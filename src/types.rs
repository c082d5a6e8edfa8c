//! The DSL's type lattice and the compatibility rules used by
//! assignment and binary-operator typing.

use std::fmt;

#[derive(Debug, Clone, Copy, PartialEq, Eq, Hash)]
pub enum Numeric {
    Int,
    Float,
}

#[derive(Debug, Clone, Copy, PartialEq, Eq, Hash)]
pub enum ObjectKind {
    Atom,
    Bond,
}

impl fmt::Display for ObjectKind {
    fn fmt(&self, f: &mut fmt::Formatter<'_>) -> fmt::Result {
        match self {
            ObjectKind::Atom => write!(f, "Atom"),
            ObjectKind::Bond => write!(f, "Bond"),
        }
    }
}

#[derive(Debug, Clone, Copy, PartialEq, Eq, Hash)]
pub enum ParameterKind {
    AtomParameter,
    BondParameter,
    CommonParameter,
}

/// An argument slot in a Function or Predicate signature.
#[derive(Debug, Clone, PartialEq, Eq)]
pub enum ArgType {
    Object(ObjectKind),
    Numeric,
    String,
    /// `inv`'s one argument: an `(Atom, Atom)` matrix (`original_source/ccl/functions.py`'s
    /// `FunctionType(ArrayType(ATOM, ATOM), ArrayType(ATOM, ATOM))`).
    Array(Vec<ObjectKind>),
}

#[derive(Debug, Clone, PartialEq, Eq)]
pub struct FunctionSignature {
    pub args: Vec<ArgType>,
    pub ret: FunctionReturn,
}

#[derive(Debug, Clone, PartialEq, Eq)]
pub enum FunctionReturn {
    Numeric(Numeric),
    Array(Vec<ObjectKind>),
}

#[derive(Debug, Clone, PartialEq, Eq)]
pub struct PredicateSignature {
    pub args: Vec<ArgType>,
}

/// The full type lattice. `Unresolved` is a sentinel used only for the
/// regression placeholder node; no ordinary expression may type to
/// it.
#[derive(Debug, Clone, PartialEq, Eq)]
pub enum Type {
    Numeric(Numeric),
    Object(ObjectKind),
    Parameter(ParameterKind),
    Array(Vec<ObjectKind>),
    Function(FunctionSignature),
    Predicate(PredicateSignature),
    String,
    Bool,
    Unresolved,
}

impl Type {
    pub fn is_numeric(&self) -> bool {
        matches!(self, Type::Numeric(_))
    }

    pub fn is_int(&self) -> bool {
        matches!(self, Type::Numeric(Numeric::Int))
    }

    pub fn as_array_shape(&self) -> Option<&[ObjectKind]> {
        match self {
            Type::Array(shape) => Some(shape),
            _ => None,
        }
    }

    /// Array ← Array iff shapes equal. Array ← Numeric (broadcast) is always
    /// allowed. Numeric ← Numeric is allowed unless it narrows Float into Int.
    pub fn assignable_from(&self, rhs: &Type) -> bool {
        match (self, rhs) {
            (Type::Array(a), Type::Array(b)) => a == b,
            (Type::Array(_), Type::Numeric(_)) => true,
            (Type::Numeric(Numeric::Float), Type::Numeric(_)) => true,
            (Type::Numeric(Numeric::Int), Type::Numeric(Numeric::Int)) => true,
            (Type::Numeric(Numeric::Int), Type::Numeric(Numeric::Float)) => false,
            _ => false,
        }
    }
}

impl fmt::Display for Type {
    fn fmt(&self, f: &mut fmt::Formatter<'_>) -> fmt::Result {
        match self {
            Type::Numeric(Numeric::Int) => write!(f, "Int"),
            Type::Numeric(Numeric::Float) => write!(f, "Float"),
            Type::Object(k) => write!(f, "{}", k),
            Type::Parameter(ParameterKind::AtomParameter) => write!(f, "AtomParameter"),
            Type::Parameter(ParameterKind::BondParameter) => write!(f, "BondParameter"),
            Type::Parameter(ParameterKind::CommonParameter) => write!(f, "CommonParameter"),
            Type::Array(shape) => {
                let parts: Vec<String> = shape.iter().map(|k| k.to_string()).collect();
                write!(f, "Array({})", parts.join(", "))
            }
            Type::Function(sig) => write!(f, "Function(-> {:?})", sig.ret),
            Type::Predicate(_) => write!(f, "Predicate"),
            Type::String => write!(f, "String"),
            Type::Bool => write!(f, "Bool"),
            Type::Unresolved => write!(f, "?"),
        }
    }
}

#[cfg(test)]
mod tests {
    use super::*;

    #[test]
    fn int_assignable_to_float() {
        assert!(Type::Numeric(Numeric::Float).assignable_from(&Type::Numeric(Numeric::Int)));
    }

    #[test]
    fn float_not_assignable_to_int() {
        assert!(!Type::Numeric(Numeric::Int).assignable_from(&Type::Numeric(Numeric::Float)));
    }

    #[test]
    fn numeric_broadcasts_into_array() {
        let arr = Type::Array(vec![ObjectKind::Atom]);
        assert!(arr.assignable_from(&Type::Numeric(Numeric::Float)));
    }

    #[test]
    fn array_shapes_must_match_exactly() {
        let v = Type::Array(vec![ObjectKind::Atom]);
        let m = Type::Array(vec![ObjectKind::Atom, ObjectKind::Bond]);
        assert!(!v.assignable_from(&m));
    }
}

###

# WORK TASK
Take from the listing above each line that contains the string "argument".

# EXERCISE RESPONSE
/// An argument slot in a Function or Predicate signature.
    /// `inv`'s one argument: an `(Atom, Atom)` matrix (`original_source/ccl/functions.py`'s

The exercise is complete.